__Task description__. Starting at the line with "(Doolittle), in place." and going on through the line with "for col in 0..n", reproduce each line in the records below exactly and nothing more.
#### Data supplied
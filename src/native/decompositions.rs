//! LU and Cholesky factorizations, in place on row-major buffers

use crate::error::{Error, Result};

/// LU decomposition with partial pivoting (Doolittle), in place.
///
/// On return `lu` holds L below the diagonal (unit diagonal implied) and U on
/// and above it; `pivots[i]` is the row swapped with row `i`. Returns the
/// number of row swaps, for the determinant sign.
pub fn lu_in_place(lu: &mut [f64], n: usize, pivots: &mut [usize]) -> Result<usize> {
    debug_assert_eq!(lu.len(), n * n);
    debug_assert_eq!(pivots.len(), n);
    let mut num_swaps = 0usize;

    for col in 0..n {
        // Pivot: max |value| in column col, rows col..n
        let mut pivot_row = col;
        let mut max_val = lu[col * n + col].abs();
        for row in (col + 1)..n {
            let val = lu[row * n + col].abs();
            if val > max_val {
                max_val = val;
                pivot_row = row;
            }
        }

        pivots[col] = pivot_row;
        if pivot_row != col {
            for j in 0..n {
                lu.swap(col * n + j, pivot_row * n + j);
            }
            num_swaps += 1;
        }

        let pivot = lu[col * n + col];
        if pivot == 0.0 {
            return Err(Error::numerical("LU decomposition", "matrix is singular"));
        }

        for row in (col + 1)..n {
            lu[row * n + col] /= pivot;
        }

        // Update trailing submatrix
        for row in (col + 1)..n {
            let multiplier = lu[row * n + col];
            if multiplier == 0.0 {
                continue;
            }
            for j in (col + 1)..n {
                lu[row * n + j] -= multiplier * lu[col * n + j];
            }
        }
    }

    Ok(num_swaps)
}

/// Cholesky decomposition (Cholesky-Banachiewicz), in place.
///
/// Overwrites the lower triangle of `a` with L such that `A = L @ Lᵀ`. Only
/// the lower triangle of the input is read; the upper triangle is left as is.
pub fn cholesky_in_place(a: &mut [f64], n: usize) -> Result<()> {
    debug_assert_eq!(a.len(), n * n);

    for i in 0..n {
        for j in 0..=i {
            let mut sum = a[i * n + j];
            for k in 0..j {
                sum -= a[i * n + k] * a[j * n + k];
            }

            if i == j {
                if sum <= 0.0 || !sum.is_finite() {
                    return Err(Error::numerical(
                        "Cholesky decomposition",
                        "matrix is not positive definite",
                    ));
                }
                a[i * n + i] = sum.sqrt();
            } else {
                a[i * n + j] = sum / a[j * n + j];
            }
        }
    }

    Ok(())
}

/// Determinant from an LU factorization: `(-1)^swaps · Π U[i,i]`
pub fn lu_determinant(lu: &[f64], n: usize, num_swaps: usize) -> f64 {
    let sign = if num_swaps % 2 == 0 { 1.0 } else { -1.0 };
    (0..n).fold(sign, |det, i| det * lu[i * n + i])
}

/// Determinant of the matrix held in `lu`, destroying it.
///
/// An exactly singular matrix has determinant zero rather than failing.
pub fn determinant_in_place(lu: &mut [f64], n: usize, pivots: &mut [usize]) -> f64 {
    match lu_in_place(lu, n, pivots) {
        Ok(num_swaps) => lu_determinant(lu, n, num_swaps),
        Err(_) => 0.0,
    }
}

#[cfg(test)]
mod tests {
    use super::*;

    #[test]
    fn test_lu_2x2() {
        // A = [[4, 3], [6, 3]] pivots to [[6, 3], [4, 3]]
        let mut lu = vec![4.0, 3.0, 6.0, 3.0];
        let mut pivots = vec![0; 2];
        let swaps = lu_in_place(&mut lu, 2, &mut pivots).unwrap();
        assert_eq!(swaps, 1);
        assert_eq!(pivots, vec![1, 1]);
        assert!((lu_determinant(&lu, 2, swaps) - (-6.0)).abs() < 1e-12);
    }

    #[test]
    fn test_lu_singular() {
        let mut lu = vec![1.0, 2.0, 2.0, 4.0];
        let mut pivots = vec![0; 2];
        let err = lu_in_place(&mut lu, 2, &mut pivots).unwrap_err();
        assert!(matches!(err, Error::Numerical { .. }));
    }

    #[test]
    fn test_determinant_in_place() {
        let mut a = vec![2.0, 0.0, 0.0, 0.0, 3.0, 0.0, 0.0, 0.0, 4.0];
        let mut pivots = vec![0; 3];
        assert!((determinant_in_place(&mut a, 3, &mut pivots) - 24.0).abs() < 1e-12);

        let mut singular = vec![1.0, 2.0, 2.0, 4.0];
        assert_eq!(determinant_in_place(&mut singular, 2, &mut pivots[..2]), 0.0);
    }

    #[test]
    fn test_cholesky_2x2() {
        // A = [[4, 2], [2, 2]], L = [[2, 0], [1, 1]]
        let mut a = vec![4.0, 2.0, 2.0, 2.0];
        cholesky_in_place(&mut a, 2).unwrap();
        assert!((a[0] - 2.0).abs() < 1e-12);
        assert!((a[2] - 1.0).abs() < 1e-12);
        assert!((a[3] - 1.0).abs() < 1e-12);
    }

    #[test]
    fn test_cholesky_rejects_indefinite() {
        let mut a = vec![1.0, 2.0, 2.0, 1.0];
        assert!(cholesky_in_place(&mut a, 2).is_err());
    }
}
########
__Exercise response__.
/// LU decomposition with partial pivoting (Doolittle), in place.
///
/// On return `lu` holds L below the diagonal (unit diagonal implied) and U on
/// and above it; `pivots[i]` is the row swapped with row `i`. Returns the
/// number of row swaps, for the determinant sign.
pub fn lu_in_place(lu: &mut [f64], n: usize, pivots: &mut [usize]) -> Result<usize> {
    debug_assert_eq!(lu.len(), n * n);
    debug_assert_eq!(pivots.len(), n);
    let mut num_swaps = 0usize;

    for col in 0..n {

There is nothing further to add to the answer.